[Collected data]
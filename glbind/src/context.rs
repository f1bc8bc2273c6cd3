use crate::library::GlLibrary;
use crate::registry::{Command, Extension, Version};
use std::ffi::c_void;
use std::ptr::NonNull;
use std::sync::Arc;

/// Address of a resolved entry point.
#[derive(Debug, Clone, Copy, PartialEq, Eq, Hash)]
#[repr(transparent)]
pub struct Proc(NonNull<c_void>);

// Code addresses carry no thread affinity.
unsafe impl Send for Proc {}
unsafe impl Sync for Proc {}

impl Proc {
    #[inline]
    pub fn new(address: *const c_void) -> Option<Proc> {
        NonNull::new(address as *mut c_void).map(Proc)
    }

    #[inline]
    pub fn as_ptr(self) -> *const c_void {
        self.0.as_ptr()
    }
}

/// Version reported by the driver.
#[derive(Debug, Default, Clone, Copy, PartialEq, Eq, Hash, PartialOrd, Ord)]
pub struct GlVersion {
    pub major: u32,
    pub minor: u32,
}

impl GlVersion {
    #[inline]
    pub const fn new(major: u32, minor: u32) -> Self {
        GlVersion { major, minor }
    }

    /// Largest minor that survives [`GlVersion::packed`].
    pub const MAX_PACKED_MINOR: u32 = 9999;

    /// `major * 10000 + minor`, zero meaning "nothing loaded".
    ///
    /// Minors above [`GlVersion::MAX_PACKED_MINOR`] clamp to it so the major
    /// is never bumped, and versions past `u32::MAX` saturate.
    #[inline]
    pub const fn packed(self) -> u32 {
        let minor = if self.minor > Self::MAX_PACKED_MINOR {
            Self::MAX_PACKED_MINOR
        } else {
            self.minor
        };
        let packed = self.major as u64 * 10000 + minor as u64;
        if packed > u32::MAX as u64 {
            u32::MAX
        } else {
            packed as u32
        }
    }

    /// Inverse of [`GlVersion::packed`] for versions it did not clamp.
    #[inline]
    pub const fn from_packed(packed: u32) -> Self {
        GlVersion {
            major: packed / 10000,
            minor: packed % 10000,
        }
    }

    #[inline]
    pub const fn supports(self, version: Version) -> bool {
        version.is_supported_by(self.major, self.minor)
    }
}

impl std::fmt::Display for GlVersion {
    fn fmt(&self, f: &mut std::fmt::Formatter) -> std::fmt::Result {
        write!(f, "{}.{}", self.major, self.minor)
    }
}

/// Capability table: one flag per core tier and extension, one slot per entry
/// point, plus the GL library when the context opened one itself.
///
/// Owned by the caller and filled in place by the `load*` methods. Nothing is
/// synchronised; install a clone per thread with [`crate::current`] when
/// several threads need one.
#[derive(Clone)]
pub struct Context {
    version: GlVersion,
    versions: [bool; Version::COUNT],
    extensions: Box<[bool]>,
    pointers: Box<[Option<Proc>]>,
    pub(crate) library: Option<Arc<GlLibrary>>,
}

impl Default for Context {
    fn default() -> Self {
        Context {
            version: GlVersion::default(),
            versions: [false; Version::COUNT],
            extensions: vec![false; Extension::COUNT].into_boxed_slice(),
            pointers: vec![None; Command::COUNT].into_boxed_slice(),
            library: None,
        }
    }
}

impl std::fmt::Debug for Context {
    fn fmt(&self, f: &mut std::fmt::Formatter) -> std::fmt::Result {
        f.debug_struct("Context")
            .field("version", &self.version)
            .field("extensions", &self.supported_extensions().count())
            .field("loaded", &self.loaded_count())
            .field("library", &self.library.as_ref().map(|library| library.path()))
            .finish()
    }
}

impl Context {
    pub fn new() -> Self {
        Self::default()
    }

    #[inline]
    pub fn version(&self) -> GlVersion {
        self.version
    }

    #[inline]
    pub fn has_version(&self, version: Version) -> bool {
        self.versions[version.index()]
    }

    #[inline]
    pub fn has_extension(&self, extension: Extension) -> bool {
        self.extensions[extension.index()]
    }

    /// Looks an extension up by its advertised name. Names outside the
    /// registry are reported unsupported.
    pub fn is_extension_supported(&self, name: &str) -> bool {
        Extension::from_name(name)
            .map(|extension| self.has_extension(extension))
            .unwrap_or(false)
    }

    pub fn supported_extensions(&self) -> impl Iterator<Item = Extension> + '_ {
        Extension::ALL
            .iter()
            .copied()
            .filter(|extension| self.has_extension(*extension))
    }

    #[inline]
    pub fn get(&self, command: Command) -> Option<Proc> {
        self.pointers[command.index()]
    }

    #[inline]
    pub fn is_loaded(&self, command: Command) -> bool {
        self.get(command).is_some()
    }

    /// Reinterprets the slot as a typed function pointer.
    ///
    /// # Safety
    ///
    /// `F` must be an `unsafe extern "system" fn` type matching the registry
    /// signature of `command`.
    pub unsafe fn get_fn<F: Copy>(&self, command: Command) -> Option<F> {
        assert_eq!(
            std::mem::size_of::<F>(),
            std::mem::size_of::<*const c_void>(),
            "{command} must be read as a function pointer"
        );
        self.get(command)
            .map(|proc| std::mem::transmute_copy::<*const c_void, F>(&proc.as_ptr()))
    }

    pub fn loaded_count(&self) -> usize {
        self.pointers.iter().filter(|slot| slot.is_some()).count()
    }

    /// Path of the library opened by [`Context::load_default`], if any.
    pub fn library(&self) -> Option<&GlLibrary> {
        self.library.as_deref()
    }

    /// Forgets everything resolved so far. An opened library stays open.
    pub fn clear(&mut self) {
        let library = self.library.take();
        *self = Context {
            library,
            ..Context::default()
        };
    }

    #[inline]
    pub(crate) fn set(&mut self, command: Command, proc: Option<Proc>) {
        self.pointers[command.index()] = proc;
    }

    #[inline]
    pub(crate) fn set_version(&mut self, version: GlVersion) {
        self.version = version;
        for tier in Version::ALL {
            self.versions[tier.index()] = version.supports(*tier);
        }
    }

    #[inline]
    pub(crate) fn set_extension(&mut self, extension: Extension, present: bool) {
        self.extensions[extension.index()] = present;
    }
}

[Task details]:
Return only the exact lines from the opening of the records through the line that contains "if packed >", both included.

[Solution]:
filename glbind/src/context.rs
repository f1bc8bc2273c6cd3
use crate::library::GlLibrary;
use crate::registry::{Command, Extension, Version};
use std::ffi::c_void;
use std::ptr::NonNull;
use std::sync::Arc;

/// Address of a resolved entry point.
#[derive(Debug, Clone, Copy, PartialEq, Eq, Hash)]
#[repr(transparent)]
pub struct Proc(NonNull<c_void>);

// Code addresses carry no thread affinity.
unsafe impl Send for Proc {}
unsafe impl Sync for Proc {}

impl Proc {
    #[inline]
    pub fn new(address: *const c_void) -> Option<Proc> {
        NonNull::new(address as *mut c_void).map(Proc)
    }

    #[inline]
    pub fn as_ptr(self) -> *const c_void {
        self.0.as_ptr()
    }
}

/// Version reported by the driver.
#[derive(Debug, Default, Clone, Copy, PartialEq, Eq, Hash, PartialOrd, Ord)]
pub struct GlVersion {
    pub major: u32,
    pub minor: u32,
}

impl GlVersion {
    #[inline]
    pub const fn new(major: u32, minor: u32) -> Self {
        GlVersion { major, minor }
    }

    /// Largest minor that survives [`GlVersion::packed`].
    pub const MAX_PACKED_MINOR: u32 = 9999;

    /// `major * 10000 + minor`, zero meaning "nothing loaded".
    ///
    /// Minors above [`GlVersion::MAX_PACKED_MINOR`] clamp to it so the major
    /// is never bumped, and versions past `u32::MAX` saturate.
    #[inline]
    pub const fn packed(self) -> u32 {
        let minor = if self.minor > Self::MAX_PACKED_MINOR {
            Self::MAX_PACKED_MINOR
        } else {
            self.minor
        };
        let packed = self.major as u64 * 10000 + minor as u64;
        if packed > u32::MAX as u64 {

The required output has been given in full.